| Assignment |
Set down the records again, keeping each line exactly as it is.

── The data ──

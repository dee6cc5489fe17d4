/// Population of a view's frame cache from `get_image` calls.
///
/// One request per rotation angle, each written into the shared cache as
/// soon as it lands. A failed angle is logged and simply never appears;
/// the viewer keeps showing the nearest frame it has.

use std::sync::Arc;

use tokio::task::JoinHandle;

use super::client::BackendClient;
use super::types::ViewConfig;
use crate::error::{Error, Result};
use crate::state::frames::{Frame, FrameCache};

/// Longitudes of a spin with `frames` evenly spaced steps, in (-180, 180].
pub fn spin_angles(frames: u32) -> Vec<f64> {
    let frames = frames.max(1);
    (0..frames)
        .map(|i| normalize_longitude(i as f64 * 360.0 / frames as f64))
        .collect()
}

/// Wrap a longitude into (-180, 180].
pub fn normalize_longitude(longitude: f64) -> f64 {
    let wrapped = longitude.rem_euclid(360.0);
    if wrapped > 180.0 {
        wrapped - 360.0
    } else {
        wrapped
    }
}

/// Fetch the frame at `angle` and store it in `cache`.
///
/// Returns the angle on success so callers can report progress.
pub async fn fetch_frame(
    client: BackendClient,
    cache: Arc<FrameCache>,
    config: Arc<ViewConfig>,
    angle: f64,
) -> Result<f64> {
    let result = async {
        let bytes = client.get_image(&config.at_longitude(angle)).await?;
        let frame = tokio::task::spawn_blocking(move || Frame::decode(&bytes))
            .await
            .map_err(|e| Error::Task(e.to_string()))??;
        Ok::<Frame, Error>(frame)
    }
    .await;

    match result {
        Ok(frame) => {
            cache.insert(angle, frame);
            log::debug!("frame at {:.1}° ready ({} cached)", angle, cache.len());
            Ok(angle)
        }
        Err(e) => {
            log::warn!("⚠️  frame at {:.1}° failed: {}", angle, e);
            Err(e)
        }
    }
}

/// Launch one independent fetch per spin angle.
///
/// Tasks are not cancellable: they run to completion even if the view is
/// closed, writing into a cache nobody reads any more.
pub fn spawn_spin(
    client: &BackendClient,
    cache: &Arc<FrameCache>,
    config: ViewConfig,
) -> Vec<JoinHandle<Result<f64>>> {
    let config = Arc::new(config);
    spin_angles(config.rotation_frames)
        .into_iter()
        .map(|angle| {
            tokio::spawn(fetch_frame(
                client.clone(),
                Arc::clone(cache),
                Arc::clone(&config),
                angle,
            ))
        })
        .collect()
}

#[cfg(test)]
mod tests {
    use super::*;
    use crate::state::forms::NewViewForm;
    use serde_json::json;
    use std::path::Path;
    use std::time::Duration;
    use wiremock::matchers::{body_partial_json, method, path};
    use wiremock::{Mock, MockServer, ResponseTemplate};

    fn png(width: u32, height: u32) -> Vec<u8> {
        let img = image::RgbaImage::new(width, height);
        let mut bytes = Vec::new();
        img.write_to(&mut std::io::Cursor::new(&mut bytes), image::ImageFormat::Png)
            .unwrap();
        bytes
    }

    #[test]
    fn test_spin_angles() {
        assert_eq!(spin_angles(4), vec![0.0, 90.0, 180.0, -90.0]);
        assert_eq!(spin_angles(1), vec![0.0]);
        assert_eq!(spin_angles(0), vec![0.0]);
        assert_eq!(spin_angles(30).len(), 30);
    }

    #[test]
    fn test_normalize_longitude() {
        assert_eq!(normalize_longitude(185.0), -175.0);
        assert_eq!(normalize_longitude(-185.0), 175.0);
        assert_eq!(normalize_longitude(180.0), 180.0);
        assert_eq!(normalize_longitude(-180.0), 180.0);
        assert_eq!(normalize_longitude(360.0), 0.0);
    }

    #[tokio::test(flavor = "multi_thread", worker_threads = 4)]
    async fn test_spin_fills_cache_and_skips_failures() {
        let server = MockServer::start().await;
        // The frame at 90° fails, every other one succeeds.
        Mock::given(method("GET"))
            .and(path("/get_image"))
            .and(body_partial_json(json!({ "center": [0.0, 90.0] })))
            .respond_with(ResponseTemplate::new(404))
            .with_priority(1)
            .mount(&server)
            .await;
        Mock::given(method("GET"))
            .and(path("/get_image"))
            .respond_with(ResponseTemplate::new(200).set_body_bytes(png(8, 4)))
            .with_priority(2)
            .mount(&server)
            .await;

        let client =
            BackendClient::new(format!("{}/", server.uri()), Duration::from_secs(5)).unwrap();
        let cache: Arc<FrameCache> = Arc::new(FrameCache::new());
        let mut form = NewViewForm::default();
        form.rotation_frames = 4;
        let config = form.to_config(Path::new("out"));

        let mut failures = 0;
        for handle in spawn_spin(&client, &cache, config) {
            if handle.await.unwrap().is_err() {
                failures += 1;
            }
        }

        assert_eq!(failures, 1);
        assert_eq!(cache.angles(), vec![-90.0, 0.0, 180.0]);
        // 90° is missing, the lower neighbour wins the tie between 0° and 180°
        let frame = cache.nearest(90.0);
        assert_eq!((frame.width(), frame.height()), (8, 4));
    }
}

───

| Answer space |
repository dee6cc5489fe17d4
/// Population of a view's frame cache from `get_image` calls.
///
/// One request per rotation angle, each written into the shared cache as
/// soon as it lands. A failed angle is logged and simply never appears;
/// the viewer keeps showing the nearest frame it has.

use std::sync::Arc;

use tokio::task::JoinHandle;

use super::client::BackendClient;
use super::types::ViewConfig;
use crate::error::{Error, Result};
use crate::state::frames::{Frame, FrameCache};

/// Longitudes of a spin with `frames` evenly spaced steps, in (-180, 180].
pub fn spin_angles(frames: u32) -> Vec<f64> {
    let frames = frames.max(1);
    (0..frames)
        .map(|i| normalize_longitude(i as f64 * 360.0 / frames as f64))
        .collect()
}

/// Wrap a longitude into (-180, 180].
pub fn normalize_longitude(longitude: f64) -> f64 {
    let wrapped = longitude.rem_euclid(360.0);
    if wrapped > 180.0 {
        wrapped - 360.0
    } else {
        wrapped
    }
}

/// Fetch the frame at `angle` and store it in `cache`.
///
/// Returns the angle on success so callers can report progress.
pub async fn fetch_frame(
    client: BackendClient,
    cache: Arc<FrameCache>,
    config: Arc<ViewConfig>,
    angle: f64,
) -> Result<f64> {
    let result = async {
        let bytes = client.get_image(&config.at_longitude(angle)).await?;
        let frame = tokio::task::spawn_blocking(move || Frame::decode(&bytes))
            .await
            .map_err(|e| Error::Task(e.to_string()))??;
        Ok::<Frame, Error>(frame)
    }
    .await;

    match result {
        Ok(frame) => {
            cache.insert(angle, frame);
            log::debug!("frame at {:.1}° ready ({} cached)", angle, cache.len());
            Ok(angle)
        }
        Err(e) => {
            log::warn!("⚠️  frame at {:.1}° failed: {}", angle, e);
            Err(e)
        }
    }
}

/// Launch one independent fetch per spin angle.
///
/// Tasks are not cancellable: they run to completion even if the view is
/// closed, writing into a cache nobody reads any more.
pub fn spawn_spin(
    client: &BackendClient,
    cache: &Arc<FrameCache>,
    config: ViewConfig,
) -> Vec<JoinHandle<Result<f64>>> {
    let config = Arc::new(config);
    spin_angles(config.rotation_frames)
        .into_iter()
        .map(|angle| {
            tokio::spawn(fetch_frame(
                client.clone(),
                Arc::clone(cache),
                Arc::clone(&config),
                angle,
            ))
        })
        .collect()
}

#[cfg(test)]
mod tests {
    use super::*;
    use crate::state::forms::NewViewForm;
    use serde_json::json;
    use std::path::Path;
    use std::time::Duration;
    use wiremock::matchers::{body_partial_json, method, path};
    use wiremock::{Mock, MockServer, ResponseTemplate};

    fn png(width: u32, height: u32) -> Vec<u8> {
        let img = image::RgbaImage::new(width, height);
        let mut bytes = Vec::new();
        img.write_to(&mut std::io::Cursor::new(&mut bytes), image::ImageFormat::Png)
            .unwrap();
        bytes
    }

    #[test]
    fn test_spin_angles() {
        assert_eq!(spin_angles(4), vec![0.0, 90.0, 180.0, -90.0]);
        assert_eq!(spin_angles(1), vec![0.0]);
        assert_eq!(spin_angles(0), vec![0.0]);
        assert_eq!(spin_angles(30).len(), 30);
    }

    #[test]
    fn test_normalize_longitude() {
        assert_eq!(normalize_longitude(185.0), -175.0);
        assert_eq!(normalize_longitude(-185.0), 175.0);
        assert_eq!(normalize_longitude(180.0), 180.0);
        assert_eq!(normalize_longitude(-180.0), 180.0);
        assert_eq!(normalize_longitude(360.0), 0.0);
    }

    #[tokio::test(flavor = "multi_thread", worker_threads = 4)]
    async fn test_spin_fills_cache_and_skips_failures() {
        let server = MockServer::start().await;
        // The frame at 90° fails, every other one succeeds.
        Mock::given(method("GET"))
            .and(path("/get_image"))
            .and(body_partial_json(json!({ "center": [0.0, 90.0] })))
            .respond_with(ResponseTemplate::new(404))
            .with_priority(1)
            .mount(&server)
            .await;
        Mock::given(method("GET"))
            .and(path("/get_image"))
            .respond_with(ResponseTemplate::new(200).set_body_bytes(png(8, 4)))
            .with_priority(2)
            .mount(&server)
            .await;

        let client =
            BackendClient::new(format!("{}/", server.uri()), Duration::from_secs(5)).unwrap();
        let cache: Arc<FrameCache> = Arc::new(FrameCache::new());
        let mut form = NewViewForm::default();
        form.rotation_frames = 4;
        let config = form.to_config(Path::new("out"));

        let mut failures = 0;
        for handle in spawn_spin(&client, &cache, config) {
            if handle.await.unwrap().is_err() {
                failures += 1;
            }
        }

        assert_eq!(failures, 1);
        assert_eq!(cache.angles(), vec![-90.0, 0.0, 180.0]);
        // 90° is missing, the lower neighbour wins the tie between 0° and 180°
        let frame = cache.nearest(90.0);
        assert_eq!((frame.width(), frame.height()), (8, 4));
    }
}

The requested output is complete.